By Gus G. Sentementes, The Baltimore Sun
7:10 PM EDT, September 17, 2012
An activist investor's push for a sale or merger at TeleCommunication Systems Inc. may be gaining traction.
J. Carlo Cannell has been accumulating shares and now holds a roughly 5.8 percent stake in the Annapolis company. In a letter to TCS last week, Cannell called for a sale or merger, citing the company's slumping stock price and lack of strategic direction.
Such talk appears to be gathering momentum within the investment community, said analyst Scott Sutherland of Wedbush Securities, who has covered the company for several years.
"I'm in complete agreement with investors that [TCS] is not properly valued," Sutherland said. "A lot of people see the value in separate parts."
Stock in TCS, after languishing below $2 a share since May, broke through that level earlier this month and closed Monday at $2.20 in Nasdaq trading. That's far below its 10-year high of $9.81 a share in April 2009.
The current stock price undervalues TCS's many assets, including a $100 million patent portfolio, Sutherland said. TCS has developed two broad businesses: government and commercial telecommunications systems. Both can be standalone businesses, with non-core assets sold to the benefit of investors, he said.
But, he added, investors are nervous about a $103.5 million convertible note that comes due in October 2014. The company either needs to come up with a large amount of cash to pay back the note holders or the debt will be converted to stock further diluting stockholder value, he said.
TCS used the loan to buy six companies over the past three years, according to company documents. In his letter, addressed to TCS's chief financial officer, Cannell called them "questionable acquisitions."
Meredith Allen, a spokeswoman for TCS, said the company had "no comment" on Cannell's letter.
The company counts the federal government, particularly the Department of Defense, as one of its biggest customers. It sells government agencies satellite and other wireless communication field systems and services. TCS' government contracts account for about $270 million in revenue, or 60 percent, for the year, according to a company fact sheet.
TCS is bullish on the government satellite communications market, citing an analyst's report that it would double to $9 billion a year in 2020.
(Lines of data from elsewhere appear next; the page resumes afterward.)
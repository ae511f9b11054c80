//! # 空间/设备目录
//!
//! 面向编排核心的只读设备目录抽象与角色分配存储：
//!
//! 1. **接口抽象**（[`SpaceCatalog`]）：空间查询、设备投影、各域角色映射
//! 2. **内存实现**（[`in_memory`]）：`RwLock<HashMap>` 存储，用于测试与单机运行
//!
//! 目录只提供投影，核心从不经由目录修改设备状态；
//! 写操作一律通过平台命令下发。

mod error;
pub mod in_memory;

pub use error::CatalogError;
pub use in_memory::InMemoryCatalog;

use async_trait::async_trait;
use domain::{ClimateRole, CoversRole, DeviceView, LightingRole, MediaRole, Space};
use std::collections::HashMap;

/// 角色分配记录（按 `deviceId:channelId` 归属）。
#[derive(Debug, Clone)]
pub struct RoleAssignment<R> {
    pub space_id: String,
    pub device_id: String,
    pub channel_id: String,
    pub role: R,
    pub priority: i32,
}

/// 角色映射的键：`deviceId:channelId`。
pub fn role_key(device_id: &str, channel_id: &str) -> String {
    format!("{}:{}", device_id, channel_id)
}

/// 空间目录接口。
#[async_trait]
pub trait SpaceCatalog: Send + Sync {
    async fn find_space(&self, space_id: &str) -> Result<Option<Space>, CatalogError>;

    /// 空间内全部设备的投影（含连接状态与当前属性值）。
    async fn devices_in_space(&self, space_id: &str) -> Result<Vec<DeviceView>, CatalogError>;

    async fn lighting_roles(
        &self,
        space_id: &str,
    ) -> Result<HashMap<String, LightingRole>, CatalogError>;

    async fn climate_roles(
        &self,
        space_id: &str,
    ) -> Result<HashMap<String, ClimateRole>, CatalogError>;

    async fn covers_roles(
        &self,
        space_id: &str,
    ) -> Result<HashMap<String, CoversRole>, CatalogError>;

    async fn media_roles(&self, space_id: &str)
        -> Result<HashMap<String, MediaRole>, CatalogError>;
}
The rest of the company's annual revenue, or nearly $180 million, comes from its sale of systems and services to major commercial telecommunications carriers. TCS sells location-based services such as E-911 and Next Generation 911, the newly developing standard in public emergency communications.
In its last quarter, ended June 30, TCS lost $111 million, mainly due to a write-down of a 2009 acquisition, on revenues of $114 million.
Cannell's firm is one of the top institutional investors in TCS, having accumulated more than 3 million shares, according to last week's SEC filing that included his letter to the firm. In the two months before he wrote the letter, Cannell bought more than 221,000 shares for between $1.19 and $1.48 per share.
In his letter to TCS, Cannell cited a research report by Sutherland, who found that the company's net assets were worth between $7.40 and $11.81 per share.
Cannell is widely regarded as an activist investor. After graduating from Princeton University with a liberal arts degree, he founded his investment company in 1992 with $600,000 in assets under management.
A 2009 profile in the Chicago Tribune described him as a hedge-fund activist investor with mixed results. He's gained a reputation as a value investor who challenges executives of companies that are doing okay, but could still do better for their investors.
In his letter, Cannell said he tried to meet with TCS CEO Maurice B. Tosé on several occasions, but he was unavailable — and Cannell called him "reclusive."
Cannell argues the company needs a strategic direction, making reference to the Naval Academy backgrounds of Tosé and others within TCS: "In nautical terms (which should resonate with the background of many of your brethren) is the hand of the reclusive skipper (Tosé) positioned firmly on the tiller?"
Cannell could not be reached for comment on Monday.